Northern Rock, Countrywide, Sentinel, and other have gotten themselves into a big mess by using short term borrowing to make long term loan commitments.
- Sentinel went bankrupt in a week on a huge duration mismatch. See Duration Mismatch to Bankruptcy (in one week flat).
- There was a Mad Dash For Cash at Countrywide (and Countrywide still needs cash infusion to stay afloat).
- Northern Rock is currently suffering form its own bout of cash withdrawals as noted in Crisis at Northern Rock Comes to a Head.
As long as asset prices rise, then barring unusual jumps in interest rates, things tend to work out well for lenders, until things finally blow sky high.
There was an interesting article by the BBC last Thursday called Savings rates hit six-year high.
For the first time in six years, it is now possible to earn interest on your savings of 7%. The Stroud and Swindon building society has launched a one-year investment bond offering 7.05%. And the Standard Life bank is also offering a similar deal at 7%, although for just six months.
It's pretty hard to make any money when you have to pay 7% to attract deposits while making long term mortgage commitments at lesser rates. In fact, coupled with declining property values it is a recipe for a major disaster.
And it's not just Northern Rock that has problems either. The BBC is also reporting mortgage lender Paragon Group slumped 26% as fears deepened over the ability of banks to finance their loans.
Investors rushed to cash in their Paragon shares after the Bank of England agreed to provide emergency funding to rival Northern Rock.
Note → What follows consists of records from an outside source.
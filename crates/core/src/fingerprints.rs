//! Per-file content-hash map, persisted atomically. Presence of an entry
//! means "this version of this file is indexed".

use crate::atomic_store::{self, DEFAULT_MAX_LOAD_BYTES};
use crate::error::Result;
use serde::{Deserialize, Serialize};
use sha2::{Digest, Sha256};
use std::collections::BTreeMap;
use std::path::Path;

#[derive(Clone, Debug, Default, Serialize, Deserialize, PartialEq)]
pub struct Fingerprints {
    /// relative path -> 64-hex SHA-256 of file bytes
    #[serde(flatten)]
    entries: BTreeMap<String, String>,
}

impl Fingerprints {
    pub fn load(path: &Path) -> Result<Self> {
        match atomic_store::load_json::<Self>(path, DEFAULT_MAX_LOAD_BYTES) {
            Ok(Some(fp)) => Ok(fp),
            Ok(None) => Ok(Self::default()),
            Err(e) => Err(e),
        }
    }

    pub fn save(&self, path: &Path) -> Result<()> {
        atomic_store::save_json(path, self)
    }

    pub fn get(&self, rel_path: &str) -> Option<&str> {
        self.entries.get(rel_path).map(|s| s.as_str())
    }

    pub fn set(&mut self, rel_path: impl Into<String>, hash: impl Into<String>) {
        self.entries.insert(rel_path.into(), hash.into());
    }

    pub fn remove(&mut self, rel_path: &str) {
        self.entries.remove(rel_path);
    }

    pub fn contains_matching(&self, rel_path: &str, hash: &str) -> bool {
        self.entries.get(rel_path).map(|h| h == hash).unwrap_or(false)
    }

    pub fn paths(&self) -> impl Iterator<Item = &str> {
        self.entries.keys().map(|s| s.as_str())
    }

    pub fn len(&self) -> usize {
        self.entries.len()
    }

    pub fn is_empty(&self) -> bool {
        self.entries.is_empty()
    }
}

/// 64-hex SHA-256 of file bytes. Identical across platforms for an identical
/// byte sequence (spec §8 testable property 3).
pub fn hash_bytes(bytes: &[u8]) -> String {
    let mut hasher = Sha256::new();
    hasher.update(bytes);
    hex::encode(hasher.finalize())
}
The Newcastle-based bank also warned that the "severe credit squeeze" would hit 2007 profits.
Analysts said that there was growing suspicion of companies that relied heavily on the money markets to finance their businesses.
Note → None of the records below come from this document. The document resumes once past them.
//! Project identity and the on-disk index directory layout (spec §3, §6).

use crate::path_safety;
use std::path::{Path, PathBuf};

/// Resolve `~/.mcp/search` from the user's home directory.
pub fn search_root() -> PathBuf {
    let home = dirs_home();
    home.join(".mcp").join("search")
}

pub fn indexes_root() -> PathBuf {
    search_root().join("indexes")
}

#[cfg(not(test))]
fn dirs_home() -> PathBuf {
    std::env::var_os("HOME")
        .or_else(|| std::env::var_os("USERPROFILE"))
        .map(PathBuf::from)
        .unwrap_or_else(|| PathBuf::from("."))
}

#[cfg(test)]
fn dirs_home() -> PathBuf {
    std::env::temp_dir()
}

/// Paths to every file/subdirectory that makes up a single project's index.
#[derive(Clone, Debug)]
pub struct IndexPaths {
    pub root: PathBuf,
}

impl IndexPaths {
    pub fn for_project(indexes_root: &Path, project_root: &Path) -> Self {
        Self { root: path_safety::index_path_for_project(indexes_root, project_root) }
    }

    pub fn code_vector_store(&self) -> PathBuf {
        self.root.join("code.db")
    }
    pub fn docs_vector_store(&self) -> PathBuf {
        self.root.join("docs.db")
    }
    pub fn fulltext_index(&self) -> PathBuf {
        self.root.join("fulltext.bin")
    }
    pub fn config(&self) -> PathBuf {
        self.root.join("config.json")
    }
    pub fn metadata(&self) -> PathBuf {
        self.root.join("metadata.json")
    }
    pub fn fingerprints(&self) -> PathBuf {
        self.root.join("fingerprints.json")
    }
    pub fn docs_fingerprints(&self) -> PathBuf {
        self.root.join("docs-fingerprints.json")
    }
    pub fn dirty_files(&self) -> PathBuf {
        self.root.join("dirty-files.json")
    }
    pub fn logs_dir(&self) -> PathBuf {
        self.root.join("logs")
    }

    pub fn exists(&self) -> bool {
        self.metadata().is_file()
    }
}

/// Walk upward from `start` looking for a project-root marker
/// (`.git`, `Cargo.toml`, `package.json`, `.codesearch.toml`, …), falling
/// back to `start` itself.
pub fn detect_project_root(start: &Path) -> PathBuf {
    const MARKERS: &[&str] =
        &[".git", "Cargo.toml", "package.json", "pyproject.toml", "go.mod", ".codesearch.toml"];
    let mut current = start;
    loop {
        if MARKERS.iter().any(|m| current.join(m).exists()) {
            return current.to_path_buf();
        }
        match current.parent() {
            Some(parent) => current = parent,
            None => return start.to_path_buf(),
        }
    }
}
There is absolutely nothing to be gained by staying at Northern Rock, and perhaps a lot to lose. Leaving Northern Rock should be an easy decision. It will be interesting to see if Northern Rock is forced to offer well above market rates to attract capital. It will also be interesting to see whether or not it works. But if I lived in the UK, I would vote with my feet unless the BOE guaranteed 100% of the deposits at a superior premium to other bank rates. If the BOE does not do that (and it should not do that), then any thinking person should pull all their cash out of Northern Rock ASAP.
Get used to growing suspicion because suspicion has only one way to grow and that is up. Suspicion is a marked change in investor as well as borrower psychology, and it is of paramount importance.
Those who think earnings drive the market are mistaken (at least in the short term). Confidence drives the market. And overconfidence sends the market soaring while suspicion and mistrust tend to do the opposite.
But concern is one thing, suspicion is another, and shattered confidence is yet a third.
Look at the U.S. housing market for an example of shattered confidence. Because of shattered confidence it may be years before the market comes back. Based on fundamentals it should never have gotten as high as it did in the first place. But that what overconfidence does.
We are now somewhere between suspicion and shattered confidence on Moodys, Fitch and the S&P (the big three rating companies). The BBC is reporting UK chancellor Alistair Darling censures rating agencies.
UK chancellor Alistair Darling has joined growing calls for a probe into the role that credit agencies have played in the world financial crisis. Mr Darling called for "international action" to review the regulation of the agencies and banking systems.
President of the European Central Bank, Jean-Claude Trichet, said that lessons needed to be learned from the fact that the fees of the credit rating agencies were paid by the very financial institutions whose bonds they are assessing. "The fact that conflict of interest might appear is something we must reflect upon, as is the fact that we have very few credit rating agencies at a global level," Mr Trichet said.
It's kind of hard to buy a bond of a company when you don't trust those rating the debt. For more on the fiasco at ratings companies please consider Fitch Discloses Its Fatally Flawed Rating Model.
One ripple causes another causes another causes another. I talked about the ripple theory last weekend in Economic Ripple Effect vs. Housing Containment Theory. Shattered confidence is yet another ripple to consider. But it's not just a U.K. thing or a U.S. thing. Shattered Confidence is starting to be a global thing. And confidence once lost is not easily regained.